City of Ghent at the Exhibition Brussels 1910

As has already been said, one of the most interesting aspects of the Brussels Exhibition is its educational aspect. If you know how to look, you can learn a great deal, and in this respect nothing is more worthy of attention than the city pavilions. At first glance, they are only distinguished by their architecture. Inside, they are always the same school exhibits, the same models, the same district plans contrasting the present with the past, the same statistical tables. However, if you look at all this carefully, you will see the original physiognomy of each city, you will come to understand - let us excuse this pedantry - its social plan.

Here is the pavilion of the City of Ghent, for example. Externally, it is very picturesque and reminds us of this beautiful house of the boatmen, one of the architectural glories of Flanders. The viewer will take great pleasure in looking at this beautiful façade, which is ingeniously connected to a brick turret that recalls the warlike past of the Artevelde city.
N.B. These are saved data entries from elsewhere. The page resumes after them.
//! Repository for the `campaigns` table.
//!
//! Status transitions are conditional UPDATEs guarded on the current
//! status, so a double "start" or a late counter update can never corrupt a
//! campaign. Counters use increment semantics; no read-modify-write.

use sqlx::PgPool;
use warmline_core::types::DbId;

use crate::models::campaign::{Campaign, CreateCampaign};

/// Column list for `campaigns` queries.
const COLUMNS: &str = "\
    id, operator_id, name, sending_mode, instance_ids, recipients, \
    total_contacts, sent, delivered, failed, status, \
    started_at, completed_at, created_at, updated_at";

/// Provides CRUD and counter operations for campaigns.
pub struct CampaignRepo;

impl CampaignRepo {
    /// Create a draft campaign with its recipient list staged as JSONB.
    pub async fn create(
        pool: &PgPool,
        input: &CreateCampaign,
        recipients_json: &serde_json::Value,
    ) -> Result<Campaign, sqlx::Error> {
        let query = format!(
            "INSERT INTO campaigns \
                (operator_id, name, sending_mode, instance_ids, recipients, total_contacts) \
             VALUES ($1, $2, $3, $4, $5, $6) \
             RETURNING {COLUMNS}"
        );
        sqlx::query_as::<_, Campaign>(&query)
            .bind(input.operator_id)
            .bind(&input.name)
            .bind(&input.sending_mode)
            .bind(&input.instance_ids)
            .bind(recipients_json)
            .bind(input.recipients.len() as i32)
            .fetch_one(pool)
            .await
    }

    pub async fn find_by_id(pool: &PgPool, id: DbId) -> Result<Option<Campaign>, sqlx::Error> {
        let query = format!("SELECT {COLUMNS} FROM campaigns WHERE id = $1");
        sqlx::query_as::<_, Campaign>(&query)
            .bind(id)
            .fetch_optional(pool)
            .await
    }

    /// List an operator's campaigns, newest first.
    pub async fn list_for_operator(
        pool: &PgPool,
        operator_id: DbId,
        limit: i64,
        offset: i64,
    ) -> Result<Vec<Campaign>, sqlx::Error> {
        let query = format!(
            "SELECT {COLUMNS} FROM campaigns \
             WHERE operator_id = $1 \
             ORDER BY created_at DESC, id DESC \
             LIMIT $2 OFFSET $3"
        );
        sqlx::query_as::<_, Campaign>(&query)
            .bind(operator_id)
            .bind(limit)
            .bind(offset)
            .fetch_all(pool)
            .await
    }

    /// Transition draft -> sending and stamp `started_at`.
    ///
    /// Conditional on the row still being a draft: returns `None` when the
    /// campaign is already sending (or otherwise past draft), which the
    /// engine surfaces as a conflict without touching any message row.
    pub async fn mark_sending(pool: &PgPool, id: DbId) -> Result<Option<Campaign>, sqlx::Error> {
        let query = format!(
            "UPDATE campaigns \
             SET status = 'sending', started_at = NOW(), updated_at = NOW() \
             WHERE id = $1 AND status = 'draft' \
             RETURNING {COLUMNS}"
        );
        sqlx::query_as::<_, Campaign>(&query)
            .bind(id)
            .fetch_optional(pool)
            .await
    }

    /// Apply counter deltas from one message transition.
    pub async fn apply_result_deltas(
        pool: &PgPool,
        id: DbId,
        d_sent: i32,
        d_delivered: i32,
        d_failed: i32,
    ) -> Result<Option<Campaign>, sqlx::Error> {
        let query = format!(
            "UPDATE campaigns \
             SET sent = sent + $2, \
                 delivered = delivered + $3, \
                 failed = failed + $4, \
                 updated_at = NOW() \
             WHERE id = $1 \
             RETURNING {COLUMNS}"
        );
        sqlx::query_as::<_, Campaign>(&query)
            .bind(id)
            .bind(d_sent)
            .bind(d_delivered)
            .bind(d_failed)
            .fetch_optional(pool)
            .await
    }

    /// Transition sending -> completed once every message reached a terminal
    /// send outcome. Conditional, so repeated calls are harmless.
    pub async fn complete_if_done(
        pool: &PgPool,
        id: DbId,
    ) -> Result<Option<Campaign>, sqlx::Error> {
        let query = format!(
            "UPDATE campaigns \
             SET status = 'completed', completed_at = NOW(), updated_at = NOW() \
             WHERE id = $1 \
               AND status = 'sending' \
               AND sent + failed >= total_contacts \
             RETURNING {COLUMNS}"
        );
        sqlx::query_as::<_, Campaign>(&query)
            .bind(id)
            .fetch_optional(pool)
            .await
    }

    /// Transition sending -> failed, for a start that could not materialize
    /// its message rows.
    pub async fn mark_failed(pool: &PgPool, id: DbId) -> Result<Option<Campaign>, sqlx::Error> {
        let query = format!(
            "UPDATE campaigns \
             SET status = 'failed', completed_at = NOW(), updated_at = NOW() \
             WHERE id = $1 AND status = 'sending' \
             RETURNING {COLUMNS}"
        );
        sqlx::query_as::<_, Campaign>(&query)
            .bind(id)
            .fetch_optional(pool)
            .await
    }

    /// Transition draft/sending -> cancelled.
    pub async fn cancel(pool: &PgPool, id: DbId) -> Result<Option<Campaign>, sqlx::Error> {
        let query = format!(
            "UPDATE campaigns \
             SET status = 'cancelled', completed_at = NOW(), updated_at = NOW() \
             WHERE id = $1 AND status IN ('draft', 'sending') \
             RETURNING {COLUMNS}"
        );
        sqlx::query_as::<_, Campaign>(&query)
            .bind(id)
            .fetch_optional(pool)
            .await
    }
}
But if you linger in the rooms, which are very well laid out, that are grouped together behind the staff façades, you will see, from the beautiful stone warriors of the old belfry to the project of the next Ghent exhibition, the whole history of a rich city, with a magnificent past, but nevertheless very much alive and very confident in the future.

Among Belgian cities, and even among Flemish cities, Ghent's appearance is singularly original.

Bruges is sleeping Flanders; Ypres is dead Flanders; Ghent is living Flanders, and the intense life of this great industrial centre, where the Flemings of today are learning that they too can participate in modern life, seems to have communicated its activity to the entire province of which it is the capital. It is true that here, as in Bruges and Ypres, the past is the driving force behind the present, but it does not stifle it. History has left innumerable traces in the Ghent hive, and there are few cities in which the same moral factors can be found as in Ghent.

But the annals are not closed: the ardent city, which in the 14th century was the heroic bulwark of European democracy, and which, in spite of so many sieges and massacres, has always risen from its disasters, has managed to find its place in modern Belgium as brilliantly as in the feudal Netherlands. And this persistent vitality does not originate, like that of Antwerp, from the extraordinary advantages of a unique geographical situation in the world, it is not subject, like that of Bruges, to the displacement of the great economic routes, it is due to the character of the people. This may seem strange, but if you study the history of Ghent and observe the people as they are today, you will see that there is a Ghent race, or at least a Ghent people, with its own character, its own customs, its own way of feeling, its own energy, and that it is the most lively, the most violent and the most combative of all the Flemings. Some Belgian writers have noted the considerable role played by the Ghenters and the Ardennes in the politics and economic expansion of contemporary Belgium. But whereas the Ardennes, with their exclusively positive temperament and rural training, have only played this great role in the business world, the Gantois, benefiting from an old urban civilisation, carries this richness of temperament, this overflowing vital energy, even into art. Maurice Maeterlinck is from Ghent, from an old Ghent family, as are the poets Charles van Lerberghe and Grégoire Le Roy, not to mention the Flemish writers. And how many original painters and sculptors were born in or near Ghent!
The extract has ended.